While rising risk sentiment may prove to be an early headwind for gold’s allure as a safe-haven asset, the triple combination of a weak US dollar, low yields and rising inflation expectations should continue to support a higher price for the precious metal.
OCBC Bank economist Howie Lee expects gold to continue rising through the year and trading above US$2,000 (RM8,100) an oz from second quarter of next year (2Q21) through to 4Q21.
“We expect gold to test US$2,000/ oz again in 2021. We see gold prices rising through 2021, first returning above the US$1,900 level in 1Q and then trading above US$2,000 for the rest of 2021.
“We forecast gold to end 2021 at around US$2,050/oz, but may rise to as high as US$2,110/oz in the interim,” he said in an OCBC Commodity Outlook for 2021 recently.
Lee said increased inflation expectations will support gold prices higher in 2021 despite multiple breakthroughs in vaccine developments with the global economy remaining fragile.
It is also unclear on how effective the vaccines are outside of lab conditions.
“Hence, we do not expect a premature withdrawal of fiscal aid and monetary stimulus by global central banks in 2021, instead, we expect more support to be given next year,” he added.
US President-elect Joe Biden has openly called for more than one fiscal stimulus after December’s disappointing labour market report, while there are expectations of enhanced quantitative easing measures by the Federal Reserve (Fed) in the upcoming Dec 20 Federal Open Market Committee meeting.
This steady stream of stimulus ought to keep gold prices supported through 2021, OCBC noted. A weaker greenback should also boost gold’s appeal.
“Our house view is for the US dollar to weaken in 2021, as funds rotate out of the dollar to higher-yielding and cyclical currencies.
“The weak dollar would provide another boost for gold to rally further, as it increases the purchasing power of gold buyers in foreign currency,” Lee added.
In addition, OCBC expects the 10-year Treasury yields to trade below 1% through 2021.
With the Fed not looking keen to raise interest rates until possibly the end 2023, the persistent low interest-rate environment should also boost the appeal of non-yielding gold.
Central banks’ buying of gold may pick up in 2021, Lee added.

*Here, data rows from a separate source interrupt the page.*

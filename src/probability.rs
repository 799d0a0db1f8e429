//! Live odds for the player's hand.
//!
//! Bust probability is an exact count over the remaining deck. Win
//! probability is a Monte Carlo estimate: the dealer's hand is completed
//! against freshly shuffled copies of the remaining deck.

use crate::deck::{hand_value, Card};
use crate::random::RandomSource;

/// Default number of Monte Carlo trials per estimate.
pub const DEFAULT_SIMULATIONS: usize = 500;

/// Dealer draws below this total and stands on every 17.
pub const DEALER_STANDS_ON: u8 = 17;

/// Probability that the next card busts the player's hand.
///
/// Returns exactly 1.0 when the hand is already at 21 or above and 0.0 when
/// no cards remain. A drawn Ace is counted as 1, so only cards whose value
/// exceeds `21 - total` are counted. The result depends only on that buffer
/// for a given deck.
pub fn bust_probability(player: &[Card], remaining: &[Card]) -> f64 {
    let total = hand_value(player).total;
    if total >= 21 {
        return 1.0;
    }
    if remaining.is_empty() {
        return 0.0;
    }

    let buffer = 21 - total;
    let bust_cards = remaining
        .iter()
        .filter(|card| {
            let value = if card.is_ace() { 1 } else { card.weight() };
            value > buffer
        })
        .count();

    bust_cards as f64 / remaining.len() as f64
}

/// Monte Carlo estimator for the chance that a standing hand beats the dealer.
#[derive(Debug, Clone, Copy, PartialEq, Eq)]
pub struct WinEstimator {
    pub simulations: usize,
}

impl WinEstimator {
    pub fn new(simulations: usize) -> Self {
        WinEstimator { simulations }
    }

    /// Fraction of trials where the dealer busts or finishes below the player.
    ///
    /// Ties and dealer wins are not wins. Returns 0.0 for a busted player hand
    /// and when no trials are configured.
    pub fn estimate<R: RandomSource>(
        &self,
        player: &[Card],
        dealer: &[Card],
        remaining: &[Card],
        rng: &mut R,
    ) -> f64 {
        let player_total = hand_value(player).total;
        if player_total > 21 || self.simulations == 0 {
            return 0.0;
        }

        // Scratch buffers reused across trials
        let mut deck = Vec::with_capacity(remaining.len());
        let mut hand = Vec::with_capacity(dealer.len() + remaining.len());
        let mut wins = 0usize;

        for _ in 0..self.simulations {
            // The dealer pops from `deck`, so refill it every trial
            deck.clear();
            deck.extend_from_slice(remaining);
            rng.shuffle(&mut deck);

            hand.clear();
            hand.extend_from_slice(dealer);
            let dealer_total = dealer_play(&mut hand, &mut deck);

            if dealer_total > 21 || dealer_total < player_total {
                wins += 1;
            }
        }

        wins as f64 / self.simulations as f64
    }
}

impl Default for WinEstimator {
    fn default() -> Self {
        Self::new(DEFAULT_SIMULATIONS)
    }
}

/// Convenience wrapper over [`WinEstimator::estimate`].
pub fn win_probability<R: RandomSource>(
    player: &[Card],
    dealer: &[Card],
    remaining: &[Card],
    simulations: usize,
    rng: &mut R,
) -> f64 {
    WinEstimator::new(simulations).estimate(player, dealer, remaining, rng)
}

/// Dealer draws from the top of `deck` (its last element) while below 17.
/// Stops early when the deck runs out. Returns the final dealer total.
#[inline]
pub fn dealer_play(hand: &mut Vec<Card>, deck: &mut Vec<Card>) -> u8 {
    loop {
        let total = hand_value(hand).total;
        if total >= DEALER_STANDS_ON {
            return total;
        }
        match deck.pop() {
            Some(card) => hand.push(card),
            None => return total,
        }
    }
}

Central banks’ purchases of gold have been lacklustre this year, justifiably so as governments allocate available funds to provide fiscal aid in this pandemic.
According to data from the World Gold Council, global central banks have only added about 5.8 million oz of gold to their reserves — the lowest since 2016.
“Central banks added an average of 15.4 million oz of gold in the past three years, and we expect purchases from central banks to converge higher to the average next year.
“While there has been no clear correlation between central bank buying and an increase in gold prices, we expect the purchasing activity to be a supportive factor for the gold market next year in addition to the other factors listed above,” said Lee.